#### WHAT IS NEEDED:
Gather each line containing the string "bail" from these entries.

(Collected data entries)
_ _ _ _ _
// SPDX-FileCopyrightText: 2025 Andrew Gunnerson
// SPDX-License-Identifier: GPL-3.0-only

use std::{fs, path::PathBuf};

use anyhow::{Context, Result, bail};
use bstr::ByteSlice;
use clap::{Parser, Subcommand};

use crate::{
    cli::{self, status},
    format::bootconfig::{self, TRAILER_SIZE, Trailer},
};

fn append_subcommand(cli: &AppendCli) -> Result<()> {
    let mut data =
        fs::read(&cli.input).with_context(|| format!("Failed to read: {:?}", cli.input))?;
    let params =
        fs::read(&cli.params).with_context(|| format!("Failed to read: {:?}", cli.params))?;

    let current_size = data.len();
    // Room for the parameters and a new trailer.
    data.resize(current_size + params.len() + TRAILER_SIZE, 0);

    let applied = bootconfig::append_params(&params, &mut data, current_size)
        .with_context(|| format!("Failed to append parameters to {:?}", cli.input))?;
    data.truncate(applied.size);

    if !bootconfig::has_trailer(&data, data.len()) {
        bail!("Bootconfig has no trailer after appending");
    }

    let output = cli.output.as_ref().unwrap_or(&cli.input);
    fs::write(output, &data).with_context(|| format!("Failed to write: {output:?}"))?;

    status!(
        "Appended {} bytes; bootconfig is now {} bytes",
        applied.written,
        applied.size,
    );

    Ok(())
}

fn check_subcommand(cli: &CheckCli) -> Result<()> {
    let data = fs::read(&cli.input).with_context(|| format!("Failed to read: {:?}", cli.input))?;

    if !bootconfig::has_trailer(&data, data.len()) {
        cli::warning!("{:?} has no bootconfig trailer", cli.input);
        bail!("No trailer found");
    }

    let trailer = Trailer::verify(&data, data.len())
        .with_context(|| format!("Invalid bootconfig trailer: {:?}", cli.input))?;

    status!(
        "Trailer covers {} bytes with checksum {:#010x}",
        trailer.params_size,
        trailer.checksum,
    );

    if cli.print {
        let params = trailer.params(&data, data.len())?;
        print!("{}", params.as_bstr());
    }

    Ok(())
}

pub fn bootconfig_main(cli: &BootConfigCli) -> Result<()> {
    match &cli.command {
        BootConfigCommand::Append(c) => append_subcommand(c),
        BootConfigCommand::Check(c) => check_subcommand(c),
    }
}

/// Append parameters to a bootconfig file and rewrite its trailer.
#[derive(Debug, Parser)]
struct AppendCli {
    /// Path to bootconfig file, with or without a trailer.
    #[arg(short, long, value_name = "FILE", value_parser)]
    input: PathBuf,

    /// Path to file containing `key=value` lines to append.
    #[arg(short, long, value_name = "FILE", value_parser)]
    params: PathBuf,

    /// Path to output file. Defaults to overwriting the input.
    #[arg(short, long, value_name = "FILE", value_parser)]
    output: Option<PathBuf>,
}

/// Verify a bootconfig trailer and its checksum.
#[derive(Debug, Parser)]
struct CheckCli {
    /// Path to bootconfig file.
    #[arg(short, long, value_name = "FILE", value_parser)]
    input: PathBuf,

    /// Print the parameters covered by the trailer.
    #[arg(long)]
    print: bool,
}

#[derive(Debug, Subcommand)]
enum BootConfigCommand {
    Append(AppendCli),
    Check(CheckCli),
}

/// Inspect or modify bootconfig parameter files.
#[derive(Debug, Parser)]
pub struct BootConfigCli {
    #[command(subcommand)]
    command: BootConfigCommand,
}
_ _ _ _ _
#### WRITTEN REPLY:
use anyhow::{Context, Result, bail};
        bail!("Bootconfig has no trailer after appending");
        bail!("No trailer found");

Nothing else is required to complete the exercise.